(Data supplied begins)

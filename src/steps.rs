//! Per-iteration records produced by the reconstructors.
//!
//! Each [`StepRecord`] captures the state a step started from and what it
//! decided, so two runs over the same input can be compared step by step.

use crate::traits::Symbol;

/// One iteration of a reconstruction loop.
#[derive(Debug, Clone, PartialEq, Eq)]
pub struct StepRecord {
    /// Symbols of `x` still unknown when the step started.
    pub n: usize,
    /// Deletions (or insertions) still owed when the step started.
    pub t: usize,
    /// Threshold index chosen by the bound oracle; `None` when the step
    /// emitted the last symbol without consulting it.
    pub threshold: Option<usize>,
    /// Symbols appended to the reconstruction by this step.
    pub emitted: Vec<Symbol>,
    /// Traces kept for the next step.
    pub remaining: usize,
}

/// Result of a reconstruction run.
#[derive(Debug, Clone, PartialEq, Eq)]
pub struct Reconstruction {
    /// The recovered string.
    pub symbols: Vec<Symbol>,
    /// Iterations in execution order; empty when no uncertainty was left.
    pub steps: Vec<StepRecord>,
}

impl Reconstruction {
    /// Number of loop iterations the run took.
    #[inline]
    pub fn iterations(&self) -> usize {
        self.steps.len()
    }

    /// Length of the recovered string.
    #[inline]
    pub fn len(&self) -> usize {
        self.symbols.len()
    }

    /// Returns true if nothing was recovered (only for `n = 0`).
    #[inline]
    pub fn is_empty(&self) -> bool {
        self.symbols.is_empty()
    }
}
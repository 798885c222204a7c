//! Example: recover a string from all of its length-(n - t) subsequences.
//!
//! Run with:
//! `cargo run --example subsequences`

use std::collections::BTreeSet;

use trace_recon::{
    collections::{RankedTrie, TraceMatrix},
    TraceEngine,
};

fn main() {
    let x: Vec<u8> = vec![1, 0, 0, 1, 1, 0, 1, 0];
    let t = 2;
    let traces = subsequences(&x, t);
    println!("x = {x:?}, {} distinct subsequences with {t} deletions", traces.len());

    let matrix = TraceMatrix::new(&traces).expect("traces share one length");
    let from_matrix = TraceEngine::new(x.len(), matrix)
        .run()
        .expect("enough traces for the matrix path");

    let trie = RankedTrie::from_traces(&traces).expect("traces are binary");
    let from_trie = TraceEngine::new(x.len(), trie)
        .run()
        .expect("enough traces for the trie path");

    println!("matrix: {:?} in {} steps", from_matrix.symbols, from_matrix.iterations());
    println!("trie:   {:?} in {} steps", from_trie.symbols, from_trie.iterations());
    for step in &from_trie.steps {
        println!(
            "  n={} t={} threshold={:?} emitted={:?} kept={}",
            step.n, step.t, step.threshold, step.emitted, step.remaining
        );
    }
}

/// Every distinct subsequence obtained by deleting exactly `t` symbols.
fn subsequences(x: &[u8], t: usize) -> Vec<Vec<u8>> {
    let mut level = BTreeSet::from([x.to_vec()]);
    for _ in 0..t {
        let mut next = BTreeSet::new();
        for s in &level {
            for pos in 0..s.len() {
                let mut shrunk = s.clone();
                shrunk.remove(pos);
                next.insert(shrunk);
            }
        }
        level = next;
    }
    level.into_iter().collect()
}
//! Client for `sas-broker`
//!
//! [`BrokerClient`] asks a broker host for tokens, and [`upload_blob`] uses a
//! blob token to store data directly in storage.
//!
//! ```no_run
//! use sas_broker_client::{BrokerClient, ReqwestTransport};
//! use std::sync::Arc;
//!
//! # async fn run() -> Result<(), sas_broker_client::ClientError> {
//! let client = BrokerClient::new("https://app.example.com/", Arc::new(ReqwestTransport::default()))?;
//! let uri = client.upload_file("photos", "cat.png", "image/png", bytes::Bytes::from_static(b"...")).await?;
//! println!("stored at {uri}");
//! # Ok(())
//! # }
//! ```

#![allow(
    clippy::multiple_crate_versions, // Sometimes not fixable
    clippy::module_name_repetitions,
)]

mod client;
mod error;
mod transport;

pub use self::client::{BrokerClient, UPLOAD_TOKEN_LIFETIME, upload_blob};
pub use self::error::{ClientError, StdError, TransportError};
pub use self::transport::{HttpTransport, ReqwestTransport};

(Data supplied ends)

• **Task to carry out**:
The records above are to be duplicated exactly, every one of them.

• **Response area**:
filename src/steps.rs
//! Per-iteration records produced by the reconstructors.
//!
//! Each [`StepRecord`] captures the state a step started from and what it
//! decided, so two runs over the same input can be compared step by step.

use crate::traits::Symbol;

/// One iteration of a reconstruction loop.
#[derive(Debug, Clone, PartialEq, Eq)]
pub struct StepRecord {
    /// Symbols of `x` still unknown when the step started.
    pub n: usize,
    /// Deletions (or insertions) still owed when the step started.
    pub t: usize,
    /// Threshold index chosen by the bound oracle; `None` when the step
    /// emitted the last symbol without consulting it.
    pub threshold: Option<usize>,
    /// Symbols appended to the reconstruction by this step.
    pub emitted: Vec<Symbol>,
    /// Traces kept for the next step.
    pub remaining: usize,
}

/// Result of a reconstruction run.
#[derive(Debug, Clone, PartialEq, Eq)]
pub struct Reconstruction {
    /// The recovered string.
    pub symbols: Vec<Symbol>,
    /// Iterations in execution order; empty when no uncertainty was left.
    pub steps: Vec<StepRecord>,
}

impl Reconstruction {
    /// Number of loop iterations the run took.
    #[inline]
    pub fn iterations(&self) -> usize {
        self.steps.len()
    }

    /// Length of the recovered string.
    #[inline]
    pub fn len(&self) -> usize {
        self.symbols.len()
    }

    /// Returns true if nothing was recovered (only for `n = 0`).
    #[inline]
    pub fn is_empty(&self) -> bool {
        self.symbols.is_empty()
    }
}
repository 798885c222204a7c
//! Example: recover a string from all of its length-(n - t) subsequences.
//!
//! Run with:
//! `cargo run --example subsequences`

use std::collections::BTreeSet;

use trace_recon::{
    collections::{RankedTrie, TraceMatrix},
    TraceEngine,
};

fn main() {
    let x: Vec<u8> = vec![1, 0, 0, 1, 1, 0, 1, 0];
    let t = 2;
    let traces = subsequences(&x, t);
    println!("x = {x:?}, {} distinct subsequences with {t} deletions", traces.len());

    let matrix = TraceMatrix::new(&traces).expect("traces share one length");
    let from_matrix = TraceEngine::new(x.len(), matrix)
        .run()
        .expect("enough traces for the matrix path");

    let trie = RankedTrie::from_traces(&traces).expect("traces are binary");
    let from_trie = TraceEngine::new(x.len(), trie)
        .run()
        .expect("enough traces for the trie path");

    println!("matrix: {:?} in {} steps", from_matrix.symbols, from_matrix.iterations());
    println!("trie:   {:?} in {} steps", from_trie.symbols, from_trie.iterations());
    for step in &from_trie.steps {
        println!(
            "  n={} t={} threshold={:?} emitted={:?} kept={}",
            step.n, step.t, step.threshold, step.emitted, step.remaining
        );
    }
}

/// Every distinct subsequence obtained by deleting exactly `t` symbols.
fn subsequences(x: &[u8], t: usize) -> Vec<Vec<u8>> {
    let mut level = BTreeSet::from([x.to_vec()]);
    for _ in 0..t {
        let mut next = BTreeSet::new();
        for s in &level {
            for pos in 0..s.len() {
                let mut shrunk = s.clone();
                shrunk.remove(pos);
                next.insert(shrunk);
            }
        }
        level = next;
    }
    level.into_iter().collect()
}
//! Client for `sas-broker`
//!
//! [`BrokerClient`] asks a broker host for tokens, and [`upload_blob`] uses a
//! blob token to store data directly in storage.
//!
//! ```no_run
//! use sas_broker_client::{BrokerClient, ReqwestTransport};
//! use std::sync::Arc;
//!
//! # async fn run() -> Result<(), sas_broker_client::ClientError> {
//! let client = BrokerClient::new("https://app.example.com/", Arc::new(ReqwestTransport::default()))?;
//! let uri = client.upload_file("photos", "cat.png", "image/png", bytes::Bytes::from_static(b"...")).await?;
//! println!("stored at {uri}");
//! # Ok(())
//! # }
//! ```

#![allow(
    clippy::multiple_crate_versions, // Sometimes not fixable
    clippy::module_name_repetitions,
)]

mod client;
mod error;
mod transport;

pub use self::client::{BrokerClient, UPLOAD_TOKEN_LIFETIME, upload_blob};
pub use self::error::{ClientError, StdError, TransportError};
pub use self::transport::{HttpTransport, ReqwestTransport};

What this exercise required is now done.